Every line with "facial" in it should be copied from the data.
*** Material supplied Section Begins ***
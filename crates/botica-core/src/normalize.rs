//! Text normalization primitives for the catalog pipeline.
//!
//! Brand spreadsheets arrive with inconsistent encodings of the same
//! information: bullet lists pasted into single cells, dimensions written as
//! "120 ml" or "120ml", keyword columns that repeat each other with
//! different casing. Every brand adapter funnels its raw cell values through
//! the functions in this module so that the composed product descriptions
//! come out as uniform, dot-terminated sentence sequences.

use regex::Regex;
use std::sync::OnceLock;

/// Bullet glyphs observed across the brand spreadsheets.
const BULLETS: &[char] = &[
    '\u{2022}', '\u{00B7}', '\u{25CF}', '\u{23FA}', '\u{26AB}', '\u{2B24}', '\u{2219}',
    '\u{22C5}', '\u{1F311}', '\u{30FB}',
];

fn unit_re() -> &'static Regex {
    static RE: OnceLock<Regex> = OnceLock::new();
    RE.get_or_init(|| Regex::new(r"(\d+)\s*([A-Za-z]+)").unwrap())
}

fn dot_run_re() -> &'static Regex {
    static RE: OnceLock<Regex> = OnceLock::new();
    RE.get_or_init(|| Regex::new(r"\.{2,}").unwrap())
}

fn spaced_dot_re() -> &'static Regex {
    static RE: OnceLock<Regex> = OnceLock::new();
    RE.get_or_init(|| Regex::new(r"\.(\s+\.)+").unwrap())
}

fn whitespace_re() -> &'static Regex {
    static RE: OnceLock<Regex> = OnceLock::new();
    RE.get_or_init(|| Regex::new(r"\s+").unwrap())
}

fn fragment_re() -> &'static Regex {
    static RE: OnceLock<Regex> = OnceLock::new();
    RE.get_or_init(|| Regex::new(r"\n|\s{2,}").unwrap())
}

fn keyword_split_re() -> &'static Regex {
    static RE: OnceLock<Regex> = OnceLock::new();
    RE.get_or_init(|| Regex::new(r"[;,|/.\-]").unwrap())
}

fn edge_punct_re() -> &'static Regex {
    static RE: OnceLock<Regex> = OnceLock::new();
    RE.get_or_init(|| Regex::new(r"^[^\w]+|[^\w]+$").unwrap())
}

/// Removes the fixed set of bullet glyphs.
pub fn strip_bullets(s: &str) -> String {
    s.chars().filter(|c| !BULLETS.contains(c)).collect()
}

/// Collapses "<number> <unit>" into "<number><unit>", e.g. "120 ml" -> "120ml".
pub fn squash_units(s: &str) -> String {
    unit_re().replace_all(s, "$1$2").into_owned()
}

/// Collapses runs of two or more periods, and period-whitespace-period
/// patterns, into a single period. Output never contains "..".
pub fn reduce_dots(s: &str) -> String {
    let s = dot_run_re().replace_all(s, ".");
    spaced_dot_re().replace_all(&s, ".").into_owned()
}

/// Reduces a keyword list to unique entries, ignoring case but keeping the
/// first-seen original casing. Candidates are sorted by descending length and
/// a candidate is kept only if no already-kept string contains it as a
/// case-insensitive substring, so shorter near-duplicates of a longer kept
/// phrase are dropped. O(n^2), fine at per-product keyword scale.
pub fn unique_keywords(keywords: &[String]) -> Vec<String> {
    let mut candidates: Vec<&str> = keywords.iter().map(|s| s.trim()).collect();
    candidates.sort_by(|a, b| b.len().cmp(&a.len()));

    let mut kept: Vec<String> = Vec::new();
    for candidate in candidates {
        let lower = candidate.to_lowercase();
        if lower.is_empty() {
            continue;
        }
        if !kept.iter().any(|k| k.to_lowercase().contains(&lower)) {
            kept.push(candidate.to_string());
        }
    }
    kept
}

/// Builds the "Keywords:" payload for one record: splits raw keyword cells on
/// common separators, trims edge punctuation, lowercases, deduplicates, and
/// joins with "; " plus a trailing period. All-empty input yields an empty
/// string, never a lone period.
pub fn make_keywords(cells: &[String]) -> String {
    let mut keywords: Vec<String> = Vec::new();
    for cell in cells.iter().filter(|c| !c.trim().is_empty()) {
        for part in keyword_split_re().split(cell) {
            let part = edge_punct_re().replace_all(part, "");
            let part = part.trim().to_lowercase();
            keywords.push(part);
        }
    }
    let unique = unique_keywords(&keywords);
    if unique.is_empty() {
        return String::new();
    }
    format!("{}.", unique.join("; "))
}

/// Filters blank fields, joins the rest with ". ", guarantees a trailing
/// period, and reduces any dot runs the join produced. Empty input yields an
/// empty string.
pub fn join_non_empty(fields: &[String]) -> String {
    let non_empty: Vec<&str> = fields
        .iter()
        .map(|f| f.trim())
        .filter(|f| !f.is_empty())
        .collect();
    if non_empty.is_empty() {
        return String::new();
    }
    reduce_dots(&format!("{}.", non_empty.join(". ")))
}

/// Collapses multi-line cell content into a single line of dot-terminated
/// fragments.
pub fn collapse_lines(s: &str) -> String {
    let fragments: Vec<String> = fragment_re()
        .split(s)
        .map(str::trim)
        .filter(|f| !f.is_empty())
        .map(|f| {
            if f.ends_with('.') {
                f.to_string()
            } else {
                format!("{}.", f)
            }
        })
        .collect();
    reduce_dots(&fragments.join(" "))
}

/// Whole-cell cleanup applied when a raw sheet is loaded: fragments split on
/// newlines or wide gaps, units squashed, bullets stripped, internal periods
/// removed, whitespace collapsed. Sentence punctuation is added later by the
/// composition recipes, so cells themselves stay dot-free.
pub fn clean_cell(s: &str) -> String {
    let fragments: Vec<String> = fragment_re()
        .split(s.trim())
        .map(|f| squash_units(f.trim()))
        .filter(|f| !f.is_empty())
        .collect();
    let joined = fragments.join(" ");
    let no_bullets = strip_bullets(&joined);
    let no_dots: String = no_bullets.chars().filter(|c| *c != '.').collect();
    whitespace_re()
        .replace_all(&no_dots, " ")
        .trim()
        .to_string()
}

#[cfg(test)]
mod tests {
    use super::*;

    #[test]
    fn test_strip_bullets() {
        assert_eq!(strip_bullets("• Hidrata · la piel"), " Hidrata  la piel");
        assert_eq!(strip_bullets("sin viñetas"), "sin viñetas");
    }

    #[test]
    fn test_squash_units() {
        assert_eq!(squash_units("120 ml"), "120ml");
        assert_eq!(squash_units("50 gr y 120 ml"), "50gr y 120ml");
        assert_eq!(squash_units("ya 120ml"), "ya 120ml");
    }

    #[test]
    fn test_reduce_dots_runs() {
        assert_eq!(reduce_dots("Esto es una prueba... y otra.."), "Esto es una prueba. y otra.");
        assert_eq!(reduce_dots("a. . b"), "a. b");
    }

    #[test]
    fn test_reduce_dots_no_double_dot_postcondition() {
        let inputs = [
            "a...b",
            "a. . . b",
            "....",
            ". .",
            "normal sentence.",
            "a.. b.. c..",
        ];
        for input in inputs {
            assert!(!reduce_dots(input).contains(".."), "failed for {:?}", input);
        }
    }

    #[test]
    fn test_unique_keywords_drops_contained() {
        let input = vec![
            "crema".to_string(),
            "crema hidratante".to_string(),
            "CREMA".to_string(),
        ];
        let out = unique_keywords(&input);
        assert_eq!(out, vec!["crema hidratante".to_string()]);
    }

    #[test]
    fn test_unique_keywords_preserves_casing() {
        let input = vec!["Piel Seca".to_string(), "rostro".to_string()];
        let out = unique_keywords(&input);
        assert!(out.contains(&"Piel Seca".to_string()));
        assert!(out.contains(&"rostro".to_string()));
    }

    #[test]
    fn test_unique_keywords_idempotent() {
        let input = vec![
            "hidratante corporal".to_string(),
            "hidratante".to_string(),
            "corporal".to_string(),
            "piel sensible".to_string(),
            "piel".to_string(),
        ];
        let once = unique_keywords(&input);
        let twice = unique_keywords(&once);
        assert_eq!(once, twice);
    }

    #[test]
    fn test_make_keywords() {
        let cells = vec!["facial, hidratante".to_string(), "Facial; rostro".to_string()];
        let out = make_keywords(&cells);
        assert!(out.ends_with('.'));
        assert!(out.contains("hidratante"));
        assert!(out.contains("rostro"));
        // "facial" appears once despite showing up in both cells
        assert_eq!(out.matches("facial").count(), 1);
    }

    #[test]
    fn test_make_keywords_empty_never_lone_dot() {
        assert_eq!(make_keywords(&[]), "");
        assert_eq!(make_keywords(&["".to_string(), "  ".to_string()]), "");
        assert_eq!(make_keywords(&[";;".to_string()]), "");
    }

    #[test]
    fn test_join_non_empty() {
        let fields = vec![
            "Hidrata la piel".to_string(),
            "".to_string(),
            "   ".to_string(),
            "Uso diario.".to_string(),
        ];
        assert_eq!(join_non_empty(&fields), "Hidrata la piel. Uso diario.");
    }

    #[test]
    fn test_join_non_empty_empty_input() {
        assert_eq!(join_non_empty(&[]), "");
        assert_eq!(join_non_empty(&["".to_string(), " ".to_string()]), "");
    }

    #[test]
    fn test_collapse_lines() {
        let input = "Primera línea\nSegunda línea.\nTercera";
        assert_eq!(collapse_lines(input), "Primera línea. Segunda línea. Tercera.");
    }

    #[test]
    fn test_clean_cell() {
        assert_eq!(clean_cell("• Crema  120 ml\ncon SPF 30 "), "Crema 120ml con SPF 30");
        assert_eq!(clean_cell(""), "");
        assert_eq!(clean_cell("  \n  "), "");
    }

    #[test]
    fn test_clean_cell_removes_internal_dots() {
        assert_eq!(clean_cell("Aplicar. Dejar actuar."), "Aplicar Dejar actuar");
    }
}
*** Material supplied Section Ends ***
Exercise response ->
        let cells = vec!["facial, hidratante".to_string(), "Facial; rostro".to_string()];
        // "facial" appears once despite showing up in both cells
        assert_eq!(out.matches("facial").count(), 1);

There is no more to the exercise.